En tierra firme’ Fernando Gutiérrez es muy conocido en Coscomatepec, sus amigos le llaman “Canelo”, Fernando “Canelo” Gutiérrez. Ha pasado sus días aquí, donde tiene esposa, hijos y nietos, un rancho donde siembra jitomate y cría cerdos, eso hace cuando no es guía de turistas, o cuando no participa en un rescate en la montaña.
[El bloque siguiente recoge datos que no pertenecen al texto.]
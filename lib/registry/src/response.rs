use crate::adapter::{to_display_properties, ServiceWithProperties};
use registry_common::SearchResult;
use registry_model::Facets;
use serde::Serialize;
use std::fmt::Display;

/// The outcome of a search as presented to callers.
///
/// A failed search is an empty response with `error` set, so that "no matches" can always be told
/// apart from "the search failed".
#[derive(Clone, Debug, Default, PartialEq, Eq, Serialize)]
pub struct SearchResponse {
    pub services: Vec<ServiceWithProperties>,
    pub facets: Facets,
    #[serde(skip_serializing_if = "Option::is_none")]
    pub error: Option<String>,
}

impl SearchResponse {
    /// Creates the response of a failed search.
    pub fn failed(error: impl Display) -> Self {
        Self {
            services: Vec::new(),
            facets: Facets::new(),
            error: Some(error.to_string()),
        }
    }

    /// Returns whether the search succeeded.
    pub fn is_ok(&self) -> bool {
        self.error.is_none()
    }
}

impl From<SearchResult> for SearchResponse {
    fn from(result: SearchResult) -> Self {
        Self {
            services: result
                .entities
                .iter()
                .map(|entity| to_display_properties(entity))
                .collect(),
            facets: result.facets,
            error: None,
        }
    }
}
Pasó 16 años de su vida como Guarda Bosques de la Reserva del Pico de Orizaba, pero ya no más, la vida entre la nieve, el frío y la soledad ha quedado atrás para él y cualesquiera que sean los motivos para subir, ya no le anclan a la montaña como solía ser en el pasado. “Cuando desciendes ya vienes pensando cómo le vas a hacer la siguiente vez, yo conozco las cuatro caras de la montaña, pasé muchos años viviendo allá arriba, viví muchas experiencias, algunas buenas otras no tanto”, pero se queda con todas, no hay una que sea menos importante que otra, dice que todos los ascensos son diferentes, solo hay una cosa en común en cada uno de ellos, la vida está en juego.

A un lado del albergue de Piedra Grande, existen muchas cruces, pertenecen a quienes la montaña reclamó, por inexperiencia, el exceso de confianza, o por alguna tragedia. Entre las cruces se encuentra la del primer alpinista en recorrer la cara norte del Pico, implantó una ruta, sin embargo, la montaña tampoco lo respetó. ‘Hasta que Dios quiera’ El clima nos detuvo, no conseguimos la cima. Don Fernando nos dio ánimos, “la montaña siempre estará ahí “, la frase se acomodó a la perfección. De regreso a Coscomatepec el mal de montaña nos afectó, la recomendación fue un baño de agua bien caliente y beber muchos líquidos, y funcionó. “Con el paso de los años, estoy contento, podía haber hecho otra cosa, estudié hasta el primer año de ingeniería, pero si volviera a nacer, volvería a pedir que me tocara vivir esta experiencia tan grande”, dice don Fernando Gutiérrez quien tiene 63 años, y a quien al preguntarle si ha pensado en el retiro del alpinismo, responde: “sí, cuando Dios quiera”.